[Records excerpted from a collection]

// SPDX-License-Identifier: MIT
// Copyright (c) 2026 Alfred Jean LLC

//! Configuration management for fieldsync.
//!
//! Configuration is stored in `<data_dir>/config.toml` with four sections:
//! - `[server]`: endpoint, auth and transport retry policy
//! - `[sync]`: coordinator options, with selective sync under `[sync.filter]`
//! - `[queue]`: processor options
//! - `[network]`: connectivity probe
//!
//! Every field has a default, so a missing file or section is valid.

use std::fs;
use std::path::{Path, PathBuf};
use std::time::Duration;

use serde::{Deserialize, Serialize};

use crate::error::{Error, Result};
use fieldsync_core::SyncFilter;

use crate::sync::{ConnectionType, HttpConfig, ProcessorConfig, RetryPolicy, SyncOptions};

const CONFIG_FILE_NAME: &str = "config.toml";
const QUEUE_DB_NAME: &str = "queue.db";
const LOCAL_DB_NAME: &str = "local.db";
const LOG_FILE_NAME: &str = "fieldsync.log";

/// Server endpoint and transport settings.
#[derive(Debug, Clone, PartialEq, Eq, Serialize, Deserialize)]
pub struct ServerConfig {
    #[serde(default = "default_base_url")]
    pub base_url: String,

    #[serde(default = "default_timeout_secs")]
    pub timeout_secs: u64,

    #[serde(default, skip_serializing_if = "Option::is_none")]
    pub auth_token: Option<String>,

    /// Transport-level retries for idempotent requests.
    #[serde(default = "default_retry_attempts")]
    pub retry_attempts: u32,

    #[serde(default = "default_retry_base_delay_ms")]
    pub retry_base_delay_ms: u64,

    #[serde(default = "default_retry_max_delay_ms")]
    pub retry_max_delay_ms: u64,

    /// Send the sync item id as `Idempotency-Key`, making POSTs retryable.
    #[serde(default)]
    pub idempotency_keys: bool,

    #[serde(default = "default_health_path")]
    pub health_path: String,
}

fn default_base_url() -> String {
    "http://localhost:3000/api".to_string()
}

fn default_timeout_secs() -> u64 {
    30
}

fn default_retry_attempts() -> u32 {
    3
}

fn default_retry_base_delay_ms() -> u64 {
    1000
}

fn default_retry_max_delay_ms() -> u64 {
    30_000
}

fn default_health_path() -> String {
    "/health".to_string()
}

impl Default for ServerConfig {
    fn default() -> Self {
        ServerConfig {
            base_url: default_base_url(),
            timeout_secs: default_timeout_secs(),
            auth_token: None,
            retry_attempts: default_retry_attempts(),
            retry_base_delay_ms: default_retry_base_delay_ms(),
            retry_max_delay_ms: default_retry_max_delay_ms(),
            idempotency_keys: false,
            health_path: default_health_path(),
        }
    }
}

/// Coordinator settings.
#[derive(Debug, Clone, PartialEq, Eq, Serialize, Deserialize)]
pub struct SyncConfig {
    #[serde(default = "default_true")]
    pub auto_sync: bool,

    #[serde(default = "default_sync_interval_secs")]
    pub sync_interval_secs: u64,

    #[serde(default)]
    pub wifi_only: bool,

    /// Maximum sensor samples per sync item.
    #[serde(default = "default_batch_size")]
    pub batch_size: usize,

    #[serde(default, skip_serializing_if = "SyncFilter::is_unrestricted")]
    pub filter: SyncFilter,
}

fn default_true() -> bool {
    true
}

fn default_sync_interval_secs() -> u64 {
    60
}

fn default_batch_size() -> usize {
    100
}

impl Default for SyncConfig {
    fn default() -> Self {
        SyncConfig {
            auto_sync: true,
            sync_interval_secs: default_sync_interval_secs(),
            wifi_only: false,
            batch_size: default_batch_size(),
            filter: SyncFilter::default(),
        }
    }
}

/// Queue processor settings.
#[derive(Debug, Clone, PartialEq, Eq, Serialize, Deserialize)]
pub struct QueueConfig {
    #[serde(default = "default_concurrency")]
    pub concurrency: usize,

    #[serde(default = "default_retry_delay_secs")]
    pub retry_delay_secs: u64,

    #[serde(default = "default_max_retries")]
    pub max_retries: u32,
}

fn default_concurrency() -> usize {
    1
}

fn default_retry_delay_secs() -> u64 {
    30
}

fn default_max_retries() -> u32 {
    fieldsync_core::DEFAULT_MAX_RETRIES
}

impl Default for QueueConfig {
    fn default() -> Self {
        QueueConfig {
            concurrency: default_concurrency(),
            retry_delay_secs: default_retry_delay_secs(),
            max_retries: default_max_retries(),
        }
    }
}

/// Connectivity probe settings.
#[derive(Debug, Clone, PartialEq, Eq, Serialize, Deserialize)]
pub struct NetworkConfig {
    /// Link type reported while the probe sees the server.
    #[serde(default = "default_connection_type")]
    pub connection_type: ConnectionType,

    #[serde(default = "default_probe_interval_secs")]
    pub probe_interval_secs: u64,
}

fn default_connection_type() -> ConnectionType {
    ConnectionType::Wifi
}

fn default_probe_interval_secs() -> u64 {
    15
}

impl Default for NetworkConfig {
    fn default() -> Self {
        NetworkConfig {
            connection_type: default_connection_type(),
            probe_interval_secs: default_probe_interval_secs(),
        }
    }
}

/// Effective fieldsync configuration.
#[derive(Debug, Clone, Default, PartialEq, Eq, Serialize, Deserialize)]
pub struct Config {
    #[serde(default)]
    pub server: ServerConfig,

    #[serde(default)]
    pub sync: SyncConfig,

    #[serde(default)]
    pub queue: QueueConfig,

    #[serde(default)]
    pub network: NetworkConfig,
}

impl Config {
    /// Loads `config.toml` from the data directory. A missing file yields
    /// the defaults.
    pub fn load(data_dir: &Path) -> Result<Self> {
        let config_path = data_dir.join(CONFIG_FILE_NAME);
        if !config_path.exists() {
            return Ok(Config::default());
        }
        let content = fs::read_to_string(&config_path)
            .map_err(|e| Error::Config(format!("failed to read config: {}", e)))?;
        Self::parse(&content)
    }

    /// Parses and validates a TOML document.
    pub fn parse(content: &str) -> Result<Self> {
        let config: Config = toml::from_str(content)
            .map_err(|e| Error::Config(format!("failed to parse config: {}", e)))?;
        config.validate()?;
        Ok(config)
    }

    pub fn validate(&self) -> Result<()> {
        if self.sync.sync_interval_secs == 0 {
            return Err(Error::Config(
                "sync.sync_interval_secs must be at least 1".into(),
            ));
        }
        if self.sync.batch_size == 0 {
            return Err(Error::Config("sync.batch_size must be at least 1".into()));
        }
        if self.queue.concurrency == 0 {
            return Err(Error::Config("queue.concurrency must be at least 1".into()));
        }
        if self.server.base_url.trim().is_empty() {
            return Err(Error::Config("server.base_url cannot be empty".into()));
        }
        Ok(())
    }

    /// Applies environment overrides. Values are passed in so the merge stays
    /// independent of the process environment.
    pub fn with_overrides(mut self, base_url: Option<String>, auth_token: Option<String>) -> Self {
        if let Some(url) = base_url {
            self.server.base_url = url;
        }
        if auth_token.is_some() {
            self.server.auth_token = auth_token;
        }
        self
    }

    pub fn http_config(&self) -> HttpConfig {
        let server = &self.server;
        HttpConfig {
            base_url: server.base_url.clone(),
            timeout: Duration::from_secs(server.timeout_secs),
            auth_token: server.auth_token.clone(),
            retry: RetryPolicy {
                max_retries: server.retry_attempts,
                base_delay: Duration::from_millis(server.retry_base_delay_ms),
                max_delay: Duration::from_millis(server.retry_max_delay_ms),
            },
            idempotency_keys: server.idempotency_keys,
        }
    }

    /// Processor configuration. `auto_process` follows `auto_sync`.
    pub fn processor_config(&self) -> ProcessorConfig {
        ProcessorConfig {
            concurrency: self.queue.concurrency,
            retry_delay: Duration::from_secs(self.queue.retry_delay_secs),
            max_retries: self.queue.max_retries,
            auto_process: self.sync.auto_sync,
        }
    }

    pub fn sync_options(&self) -> SyncOptions {
        SyncOptions {
            auto_sync: self.sync.auto_sync,
            sync_interval: Duration::from_secs(self.sync.sync_interval_secs),
            wifi_only: self.sync.wifi_only,
            batch_size: self.sync.batch_size,
            filter: self.sync.filter.clone(),
        }
    }

    pub fn probe_interval(&self) -> Duration {
        Duration::from_secs(self.network.probe_interval_secs.max(1))
    }

    /// Renders the configuration as TOML with the auth token masked.
    pub fn to_display_toml(&self) -> Result<String> {
        let mut shown = self.clone();
        if shown.server.auth_token.is_some() {
            shown.server.auth_token = Some("********".to_string());
        }
        toml::to_string_pretty(&shown)
            .map_err(|e| Error::Config(format!("failed to serialize config: {}", e)))
    }
}

/// Picks the data directory: explicit flag, then `FIELDSYNC_DATA_DIR`, then
/// the platform data directory.
pub fn resolve_data_dir(flag: Option<PathBuf>, env: Option<PathBuf>) -> Result<PathBuf> {
    flag.or(env)
        .or_else(|| dirs::data_dir().map(|d| d.join("fieldsync")))
        .ok_or(Error::NoDataDir)
}

pub fn config_path(data_dir: &Path) -> PathBuf {
    data_dir.join(CONFIG_FILE_NAME)
}

pub fn queue_db_path(data_dir: &Path) -> PathBuf {
    data_dir.join(QUEUE_DB_NAME)
}

pub fn local_db_path(data_dir: &Path) -> PathBuf {
    data_dir.join(LOCAL_DB_NAME)
}

pub fn log_path(data_dir: &Path) -> PathBuf {
    data_dir.join(LOG_FILE_NAME)
}

#[cfg(test)]
#[path = "config_tests.rs"]
mod tests;
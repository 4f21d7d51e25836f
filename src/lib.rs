//! # Tripledger Core
//!
//! A shared-trip expense ledger: participants join a trip via a short code,
//! contribute money toward a collective budget, log expenses, and see live
//! per-member balances.
//!
//! ## Features
//!
//! - **Reconciliation engine**: a pure, idempotent `recompute` pass that
//!   derives every member's expected contribution, personal credit, expense
//!   share, and net balance from the raw ledger
//! - **Trip service**: member joins, contributions, expenses, reimbursements,
//!   refunds, and budget edits, each persisted through one recompute cycle
//! - **Approval queues**: pending join, expense, contribution, deletion, and
//!   budget-increase requests that stay inert until resolved
//! - **Override flags**: per-member freezes for expected contribution,
//!   personal credit, and balance
//! - **Storage abstraction**: database-agnostic design with trait-based
//!   storage
//!
//! ## Quick Start
//!
//! ```rust
//! use tripledger_core::{NewTrip, TripService};
//! use tripledger_core::utils::MemoryTripStore;
//!
//! // The service works against any TripStorage implementation.
//! // let mut service = TripService::new(MemoryTripStore::new());
//! ```

pub mod reconciliation;
pub mod traits;
pub mod trip;
pub mod types;
pub mod utils;

// Re-export commonly used types
pub use reconciliation::{recompute, round2};
pub use traits::*;
pub use trip::*;
pub use types::*;
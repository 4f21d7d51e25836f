//! Utility modules

pub mod ids;
pub mod memory_storage;
pub mod validation;

pub use memory_storage::*;
pub use validation::*;
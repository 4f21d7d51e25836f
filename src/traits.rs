//! Traits for storage abstraction and extensibility

use async_trait::async_trait;

use crate::types::*;

/// Storage abstraction for trip snapshots
///
/// This trait allows the ledger core to work with any storage backend
/// (file store, document database, in-memory, etc.) by implementing these
/// methods. Implementations must serialize mutations per trip code: the
/// read-modify-recompute-write cycle assumes at most one in-flight mutation
/// per trip, or concurrent writers will silently lose updates.
#[async_trait]
pub trait TripStorage: Send + Sync {
    /// Save a new trip snapshot
    async fn save_trip(&mut self, trip: &Trip) -> TripResult<()>;

    /// Load a trip snapshot by its join code
    async fn get_trip(&self, code: &str) -> TripResult<Option<Trip>>;

    /// List all stored trips
    async fn list_trips(&self) -> TripResult<Vec<Trip>>;

    /// Replace an existing trip snapshot
    async fn update_trip(&mut self, trip: &Trip) -> TripResult<()>;

    /// Delete a trip by its join code
    async fn delete_trip(&mut self, code: &str) -> TripResult<()>;
}

/// Trait for implementing custom member validation rules
pub trait MemberValidator: Send + Sync {
    /// Validate a member name before creating or approving a member
    fn validate_member_name(&self, name: &str) -> TripResult<()>;

    /// Validate member deletion; the administrator (first member) must never
    /// pass this check
    fn validate_member_deletion(&self, trip: &Trip, member_id: &str) -> TripResult<()>;
}

/// Trait for implementing custom expense validation rules
pub trait ExpenseValidator: Send + Sync {
    /// Validate an expense before logging it or queueing it for approval
    fn validate_expense(&self, expense: &NewExpense) -> TripResult<()>;
}

/// Default member validator with the core safety rules
pub struct DefaultMemberValidator;

impl MemberValidator for DefaultMemberValidator {
    fn validate_member_name(&self, name: &str) -> TripResult<()> {
        if name.trim().is_empty() {
            return Err(TripError::InvalidInput(
                "Member name cannot be empty".to_string(),
            ));
        }
        Ok(())
    }

    fn validate_member_deletion(&self, trip: &Trip, member_id: &str) -> TripResult<()> {
        if trip.is_admin(member_id) {
            return Err(TripError::Forbidden(
                "The trip administrator cannot be deleted".to_string(),
            ));
        }
        if trip.member(member_id).is_none() {
            return Err(TripError::MemberNotFound(member_id.to_string()));
        }
        Ok(())
    }
}

/// Default expense validator with basic rules
pub struct DefaultExpenseValidator;

impl ExpenseValidator for DefaultExpenseValidator {
    fn validate_expense(&self, expense: &NewExpense) -> TripResult<()> {
        if expense.title.trim().is_empty() {
            return Err(TripError::InvalidInput(
                "Expense title cannot be empty".to_string(),
            ));
        }
        if expense.amount <= bigdecimal::BigDecimal::from(0) {
            return Err(TripError::InvalidInput(
                "Expense amount must be positive".to_string(),
            ));
        }
        Ok(())
    }
}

- _ACTIVITY_: Every line in the records above that contains the word "title" is to be copied out.

- _TASK RESULT_:
        if expense.title.trim().is_empty() {
                "Expense title cannot be empty".to_string(),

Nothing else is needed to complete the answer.